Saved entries
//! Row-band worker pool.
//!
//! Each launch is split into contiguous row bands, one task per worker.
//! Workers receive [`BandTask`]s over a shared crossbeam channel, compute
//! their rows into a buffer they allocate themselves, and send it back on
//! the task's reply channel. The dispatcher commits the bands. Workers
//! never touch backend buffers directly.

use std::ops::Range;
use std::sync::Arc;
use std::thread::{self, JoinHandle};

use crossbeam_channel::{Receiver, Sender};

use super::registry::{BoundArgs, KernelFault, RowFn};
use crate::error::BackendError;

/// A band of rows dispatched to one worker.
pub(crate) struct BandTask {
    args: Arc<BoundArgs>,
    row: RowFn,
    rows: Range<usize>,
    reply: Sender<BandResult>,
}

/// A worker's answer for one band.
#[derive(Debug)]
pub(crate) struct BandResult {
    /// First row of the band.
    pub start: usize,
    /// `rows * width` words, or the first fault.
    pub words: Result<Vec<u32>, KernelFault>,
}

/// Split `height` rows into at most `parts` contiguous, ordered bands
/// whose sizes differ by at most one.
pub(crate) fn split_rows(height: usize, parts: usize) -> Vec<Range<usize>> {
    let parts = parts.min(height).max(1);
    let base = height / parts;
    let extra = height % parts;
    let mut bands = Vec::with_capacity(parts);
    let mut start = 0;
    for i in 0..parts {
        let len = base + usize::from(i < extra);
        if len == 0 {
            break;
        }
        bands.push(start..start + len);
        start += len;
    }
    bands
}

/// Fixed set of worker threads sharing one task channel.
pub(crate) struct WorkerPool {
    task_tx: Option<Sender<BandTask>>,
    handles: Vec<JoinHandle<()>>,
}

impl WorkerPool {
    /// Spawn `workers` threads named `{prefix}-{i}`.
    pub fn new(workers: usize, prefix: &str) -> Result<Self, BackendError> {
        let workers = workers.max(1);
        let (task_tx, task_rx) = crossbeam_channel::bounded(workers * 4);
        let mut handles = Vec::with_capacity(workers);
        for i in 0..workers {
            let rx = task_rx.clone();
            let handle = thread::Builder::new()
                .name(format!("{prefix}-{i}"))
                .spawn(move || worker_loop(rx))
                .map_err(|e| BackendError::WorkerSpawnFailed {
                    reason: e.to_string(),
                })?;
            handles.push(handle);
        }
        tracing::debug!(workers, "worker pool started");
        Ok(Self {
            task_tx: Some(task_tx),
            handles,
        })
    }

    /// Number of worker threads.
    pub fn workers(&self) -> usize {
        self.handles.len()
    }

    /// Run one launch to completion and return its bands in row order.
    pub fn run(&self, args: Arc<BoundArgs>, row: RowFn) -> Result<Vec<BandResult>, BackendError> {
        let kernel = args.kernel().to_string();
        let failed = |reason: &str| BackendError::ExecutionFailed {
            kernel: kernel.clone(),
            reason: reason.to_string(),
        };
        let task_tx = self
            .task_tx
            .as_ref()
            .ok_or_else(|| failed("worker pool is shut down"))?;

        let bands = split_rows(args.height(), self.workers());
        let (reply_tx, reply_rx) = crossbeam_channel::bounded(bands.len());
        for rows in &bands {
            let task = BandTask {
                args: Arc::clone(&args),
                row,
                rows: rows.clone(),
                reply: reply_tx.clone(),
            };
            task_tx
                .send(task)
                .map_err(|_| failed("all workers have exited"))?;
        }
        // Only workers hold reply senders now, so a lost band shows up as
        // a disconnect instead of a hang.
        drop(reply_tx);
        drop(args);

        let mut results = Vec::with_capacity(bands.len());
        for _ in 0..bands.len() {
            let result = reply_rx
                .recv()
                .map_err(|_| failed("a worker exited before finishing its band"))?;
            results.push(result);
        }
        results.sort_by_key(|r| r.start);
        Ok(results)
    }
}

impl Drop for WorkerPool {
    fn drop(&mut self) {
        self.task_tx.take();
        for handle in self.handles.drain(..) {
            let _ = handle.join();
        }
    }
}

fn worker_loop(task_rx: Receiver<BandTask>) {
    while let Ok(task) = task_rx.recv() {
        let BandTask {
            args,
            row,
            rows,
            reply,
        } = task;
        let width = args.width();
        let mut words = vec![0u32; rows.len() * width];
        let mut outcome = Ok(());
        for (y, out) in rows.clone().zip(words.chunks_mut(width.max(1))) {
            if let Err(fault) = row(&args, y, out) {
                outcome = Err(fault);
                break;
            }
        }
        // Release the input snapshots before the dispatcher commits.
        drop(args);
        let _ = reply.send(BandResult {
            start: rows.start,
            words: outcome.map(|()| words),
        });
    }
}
==
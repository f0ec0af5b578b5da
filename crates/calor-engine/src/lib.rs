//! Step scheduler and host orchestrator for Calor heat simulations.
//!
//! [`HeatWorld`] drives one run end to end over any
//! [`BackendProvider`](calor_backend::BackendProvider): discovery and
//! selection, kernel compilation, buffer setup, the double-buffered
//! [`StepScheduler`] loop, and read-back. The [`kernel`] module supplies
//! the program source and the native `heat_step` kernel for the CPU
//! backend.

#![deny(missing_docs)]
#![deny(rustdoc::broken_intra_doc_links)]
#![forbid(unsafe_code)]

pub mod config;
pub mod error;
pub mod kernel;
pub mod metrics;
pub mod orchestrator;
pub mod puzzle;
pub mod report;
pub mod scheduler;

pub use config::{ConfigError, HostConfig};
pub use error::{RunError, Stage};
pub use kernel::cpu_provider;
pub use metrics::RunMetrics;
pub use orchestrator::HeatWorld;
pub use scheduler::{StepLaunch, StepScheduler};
--
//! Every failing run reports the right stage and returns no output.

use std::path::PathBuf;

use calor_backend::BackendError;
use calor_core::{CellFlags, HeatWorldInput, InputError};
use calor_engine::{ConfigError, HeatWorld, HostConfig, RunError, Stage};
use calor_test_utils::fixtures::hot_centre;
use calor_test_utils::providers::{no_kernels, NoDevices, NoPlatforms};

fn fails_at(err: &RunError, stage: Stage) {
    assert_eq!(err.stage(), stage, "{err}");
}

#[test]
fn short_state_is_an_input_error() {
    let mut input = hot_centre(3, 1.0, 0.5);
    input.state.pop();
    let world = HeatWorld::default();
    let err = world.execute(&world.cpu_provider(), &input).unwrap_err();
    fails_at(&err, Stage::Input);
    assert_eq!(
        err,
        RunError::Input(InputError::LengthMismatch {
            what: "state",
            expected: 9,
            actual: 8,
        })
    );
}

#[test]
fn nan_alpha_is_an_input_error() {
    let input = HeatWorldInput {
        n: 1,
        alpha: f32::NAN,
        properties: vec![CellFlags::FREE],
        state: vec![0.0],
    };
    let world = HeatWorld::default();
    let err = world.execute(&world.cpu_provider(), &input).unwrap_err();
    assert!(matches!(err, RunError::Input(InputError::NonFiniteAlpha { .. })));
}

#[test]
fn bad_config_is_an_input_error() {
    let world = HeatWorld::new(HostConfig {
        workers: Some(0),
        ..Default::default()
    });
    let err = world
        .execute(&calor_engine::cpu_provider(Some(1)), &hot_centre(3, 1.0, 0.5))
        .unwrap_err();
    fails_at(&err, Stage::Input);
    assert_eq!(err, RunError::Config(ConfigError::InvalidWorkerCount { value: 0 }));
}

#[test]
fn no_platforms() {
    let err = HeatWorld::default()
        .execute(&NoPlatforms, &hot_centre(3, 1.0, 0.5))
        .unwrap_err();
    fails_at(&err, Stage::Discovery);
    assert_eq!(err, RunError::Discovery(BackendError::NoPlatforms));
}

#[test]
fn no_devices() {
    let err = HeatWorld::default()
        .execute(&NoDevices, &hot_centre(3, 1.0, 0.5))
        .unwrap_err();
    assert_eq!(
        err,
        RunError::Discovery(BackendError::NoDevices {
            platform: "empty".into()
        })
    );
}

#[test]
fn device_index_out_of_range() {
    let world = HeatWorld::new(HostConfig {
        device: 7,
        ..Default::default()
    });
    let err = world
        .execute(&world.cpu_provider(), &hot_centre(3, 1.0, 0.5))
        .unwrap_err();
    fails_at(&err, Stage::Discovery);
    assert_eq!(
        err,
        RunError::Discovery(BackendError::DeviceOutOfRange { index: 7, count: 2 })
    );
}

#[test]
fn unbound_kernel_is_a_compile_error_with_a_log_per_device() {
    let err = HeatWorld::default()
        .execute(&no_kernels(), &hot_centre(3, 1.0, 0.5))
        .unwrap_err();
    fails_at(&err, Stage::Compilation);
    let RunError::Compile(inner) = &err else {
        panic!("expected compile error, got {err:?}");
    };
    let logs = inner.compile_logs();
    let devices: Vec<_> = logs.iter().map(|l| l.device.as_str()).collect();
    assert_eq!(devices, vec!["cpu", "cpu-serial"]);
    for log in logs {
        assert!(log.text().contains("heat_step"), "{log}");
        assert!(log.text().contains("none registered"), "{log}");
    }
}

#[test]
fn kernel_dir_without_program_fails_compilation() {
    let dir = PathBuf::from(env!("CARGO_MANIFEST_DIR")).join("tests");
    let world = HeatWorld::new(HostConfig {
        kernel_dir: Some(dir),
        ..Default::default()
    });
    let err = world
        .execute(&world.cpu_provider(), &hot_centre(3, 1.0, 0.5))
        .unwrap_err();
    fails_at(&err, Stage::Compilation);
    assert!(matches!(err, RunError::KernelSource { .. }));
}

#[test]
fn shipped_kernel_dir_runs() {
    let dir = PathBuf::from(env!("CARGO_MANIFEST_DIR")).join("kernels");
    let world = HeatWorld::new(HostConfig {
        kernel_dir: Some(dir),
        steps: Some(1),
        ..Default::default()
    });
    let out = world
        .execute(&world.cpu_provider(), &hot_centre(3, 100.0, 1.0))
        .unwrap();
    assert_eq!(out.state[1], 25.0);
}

PROBLEM REQUIREMENTS:
Report all lines of the data that include the word "reason".

RESULT OF THIS EXERCISE:
                    reason: e.to_string(),
        let failed = |reason: &str| BackendError::ExecutionFailed {
            reason: reason.to_string(),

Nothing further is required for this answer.